> Activity: All of the entries below should be copied exactly as they appear.

[Records drawn from a dataset]

━━━━

//! In-memory capture of diagnostic events.
//!
//! [`DiagnosticCapture`] is a `tracing_subscriber` layer that records every
//! event it sees, so tests can assert on whether output was produced.

use std::fmt;
use std::sync::{Arc, Mutex, MutexGuard, PoisonError};

use tracing::field::{Field, Visit};
use tracing::subscriber::DefaultGuard;
use tracing::{Event, Level, Subscriber};
use tracing_subscriber::layer::{Context, Layer, SubscriberExt};

/// A captured diagnostic event.
#[derive(Debug, Clone, PartialEq, Eq)]
pub struct CapturedEvent {
    /// Event level
    pub level: Level,
    /// Event target (module path by default)
    pub target: String,
    /// Formatted message
    pub message: String,
    /// Remaining fields as `name=value`
    pub fields: Vec<String>,
}

/// Layer recording events into shared memory.
///
/// Clones share the same buffer.
#[derive(Debug, Clone, Default)]
pub struct DiagnosticCapture {
    events: Arc<Mutex<Vec<CapturedEvent>>>,
}

impl DiagnosticCapture {
    /// Create an empty capture.
    #[must_use]
    pub fn new() -> Self {
        Self::default()
    }

    /// Install this capture as the current thread's default subscriber.
    ///
    /// The previous default is restored when the returned guard drops.
    #[must_use = "capture stops when the guard is dropped"]
    pub fn set_default(&self) -> DefaultGuard {
        tracing::subscriber::set_default(tracing_subscriber::registry().with(self.clone()))
    }

    /// All events captured so far.
    #[must_use]
    pub fn events(&self) -> Vec<CapturedEvent> {
        self.lock().clone()
    }

    /// Messages of all events captured so far.
    #[must_use]
    pub fn messages(&self) -> Vec<String> {
        self.lock().iter().map(|e| e.message.clone()).collect()
    }

    /// Number of captured events.
    #[must_use]
    pub fn count(&self) -> usize {
        self.lock().len()
    }

    /// Whether any captured message contains `needle`.
    #[must_use]
    pub fn contains(&self, needle: &str) -> bool {
        self.lock().iter().any(|e| e.message.contains(needle))
    }

    /// Discard captured events.
    pub fn clear(&self) {
        self.lock().clear();
    }

    fn lock(&self) -> MutexGuard<'_, Vec<CapturedEvent>> {
        self.events.lock().unwrap_or_else(PoisonError::into_inner)
    }
}

impl<S: Subscriber> Layer<S> for DiagnosticCapture {
    fn on_event(&self, event: &Event<'_>, _ctx: Context<'_, S>) {
        let mut visitor = EventVisitor::default();
        event.record(&mut visitor);

        let metadata = event.metadata();
        self.lock().push(CapturedEvent {
            level: *metadata.level(),
            target: metadata.target().to_string(),
            message: visitor.message,
            fields: visitor.fields,
        });
    }
}

#[derive(Default)]
struct EventVisitor {
    message: String,
    fields: Vec<String>,
}

impl Visit for EventVisitor {
    fn record_str(&mut self, field: &Field, value: &str) {
        if field.name() == "message" {
            self.message = value.to_string();
        } else {
            self.fields.push(format!("{}={value}", field.name()));
        }
    }

    fn record_debug(&mut self, field: &Field, value: &dyn fmt::Debug) {
        if field.name() == "message" {
            self.message = format!("{value:?}");
        } else {
            self.fields.push(format!("{}={value:?}", field.name()));
        }
    }
}
//! List command: show the asset catalog.

use std::process::ExitCode;

use anyhow::Result;
use colored::Colorize;
use lastlight_assets::catalog::{self, Category, OutputKind, CATALOG};

pub fn run(json: bool) -> Result<ExitCode> {
    if json {
        run_json()
    } else {
        run_human()
    }
    Ok(ExitCode::SUCCESS)
}

fn run_human() {
    for &category in Category::all() {
        println!("{}", format!("[{}]", category.as_str().to_uppercase()).bold());
        for asset in catalog::by_category(category) {
            let format = match asset.output {
                OutputKind::Wav => "wav",
                OutputKind::Mp3 => "mp3",
            };
            println!(
                "  {}  {} {}",
                asset.name,
                format!("{} Hz", asset.sample_rate).dimmed(),
                format.dimmed()
            );
        }
        println!();
    }
    println!("{} assets total", CATALOG.len());
}

fn run_json() {
    let assets: Vec<_> = CATALOG
        .iter()
        .map(|asset| {
            serde_json::json!({
                "name": asset.name,
                "file": asset.file_name(),
                "category": asset.category.as_str(),
                "sample_rate": asset.sample_rate,
                "format": asset.output.extension(),
            })
        })
        .collect();
    let doc = serde_json::json!({ "assets": assets, "count": CATALOG.len() });
    println!("{}", serde_json::to_string_pretty(&doc).unwrap_or_default());
}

━━━━

> Answer area:
//! In-memory capture of diagnostic events.
//!
//! [`DiagnosticCapture`] is a `tracing_subscriber` layer that records every
//! event it sees, so tests can assert on whether output was produced.

use std::fmt;
use std::sync::{Arc, Mutex, MutexGuard, PoisonError};

use tracing::field::{Field, Visit};
use tracing::subscriber::DefaultGuard;
use tracing::{Event, Level, Subscriber};
use tracing_subscriber::layer::{Context, Layer, SubscriberExt};

/// A captured diagnostic event.
#[derive(Debug, Clone, PartialEq, Eq)]
pub struct CapturedEvent {
    /// Event level
    pub level: Level,
    /// Event target (module path by default)
    pub target: String,
    /// Formatted message
    pub message: String,
    /// Remaining fields as `name=value`
    pub fields: Vec<String>,
}

/// Layer recording events into shared memory.
///
/// Clones share the same buffer.
#[derive(Debug, Clone, Default)]
pub struct DiagnosticCapture {
    events: Arc<Mutex<Vec<CapturedEvent>>>,
}

impl DiagnosticCapture {
    /// Create an empty capture.
    #[must_use]
    pub fn new() -> Self {
        Self::default()
    }

    /// Install this capture as the current thread's default subscriber.
    ///
    /// The previous default is restored when the returned guard drops.
    #[must_use = "capture stops when the guard is dropped"]
    pub fn set_default(&self) -> DefaultGuard {
        tracing::subscriber::set_default(tracing_subscriber::registry().with(self.clone()))
    }

    /// All events captured so far.
    #[must_use]
    pub fn events(&self) -> Vec<CapturedEvent> {
        self.lock().clone()
    }

    /// Messages of all events captured so far.
    #[must_use]
    pub fn messages(&self) -> Vec<String> {
        self.lock().iter().map(|e| e.message.clone()).collect()
    }

    /// Number of captured events.
    #[must_use]
    pub fn count(&self) -> usize {
        self.lock().len()
    }

    /// Whether any captured message contains `needle`.
    #[must_use]
    pub fn contains(&self, needle: &str) -> bool {
        self.lock().iter().any(|e| e.message.contains(needle))
    }

    /// Discard captured events.
    pub fn clear(&self) {
        self.lock().clear();
    }

    fn lock(&self) -> MutexGuard<'_, Vec<CapturedEvent>> {
        self.events.lock().unwrap_or_else(PoisonError::into_inner)
    }
}

impl<S: Subscriber> Layer<S> for DiagnosticCapture {
    fn on_event(&self, event: &Event<'_>, _ctx: Context<'_, S>) {
        let mut visitor = EventVisitor::default();
        event.record(&mut visitor);

        let metadata = event.metadata();
        self.lock().push(CapturedEvent {
            level: *metadata.level(),
            target: metadata.target().to_string(),
            message: visitor.message,
            fields: visitor.fields,
        });
    }
}

#[derive(Default)]
struct EventVisitor {
    message: String,
    fields: Vec<String>,
}

impl Visit for EventVisitor {
    fn record_str(&mut self, field: &Field, value: &str) {
        if field.name() == "message" {
            self.message = value.to_string();
        } else {
            self.fields.push(format!("{}={value}", field.name()));
        }
    }

    fn record_debug(&mut self, field: &Field, value: &dyn fmt::Debug) {
        if field.name() == "message" {
            self.message = format!("{value:?}");
        } else {
            self.fields.push(format!("{}={value:?}", field.name()));
        }
    }
}
//! List command: show the asset catalog.

use std::process::ExitCode;

use anyhow::Result;
use colored::Colorize;
use lastlight_assets::catalog::{self, Category, OutputKind, CATALOG};

pub fn run(json: bool) -> Result<ExitCode> {
    if json {
        run_json()
    } else {
        run_human()
    }
    Ok(ExitCode::SUCCESS)
}

fn run_human() {
    for &category in Category::all() {
        println!("{}", format!("[{}]", category.as_str().to_uppercase()).bold());
        for asset in catalog::by_category(category) {
            let format = match asset.output {
                OutputKind::Wav => "wav",
                OutputKind::Mp3 => "mp3",
            };
            println!(
                "  {}  {} {}",
                asset.name,
                format!("{} Hz", asset.sample_rate).dimmed(),
                format.dimmed()
            );
        }
        println!();
    }
    println!("{} assets total", CATALOG.len());
}

fn run_json() {
    let assets: Vec<_> = CATALOG
        .iter()
        .map(|asset| {
            serde_json::json!({
                "name": asset.name,
                "file": asset.file_name(),
                "category": asset.category.as_str(),
                "sample_rate": asset.sample_rate,
                "format": asset.output.extension(),
            })
        })
        .collect();
    let doc = serde_json::json!({ "assets": assets, "count": CATALOG.len() });
    println!("{}", serde_json::to_string_pretty(&doc).unwrap_or_default());
}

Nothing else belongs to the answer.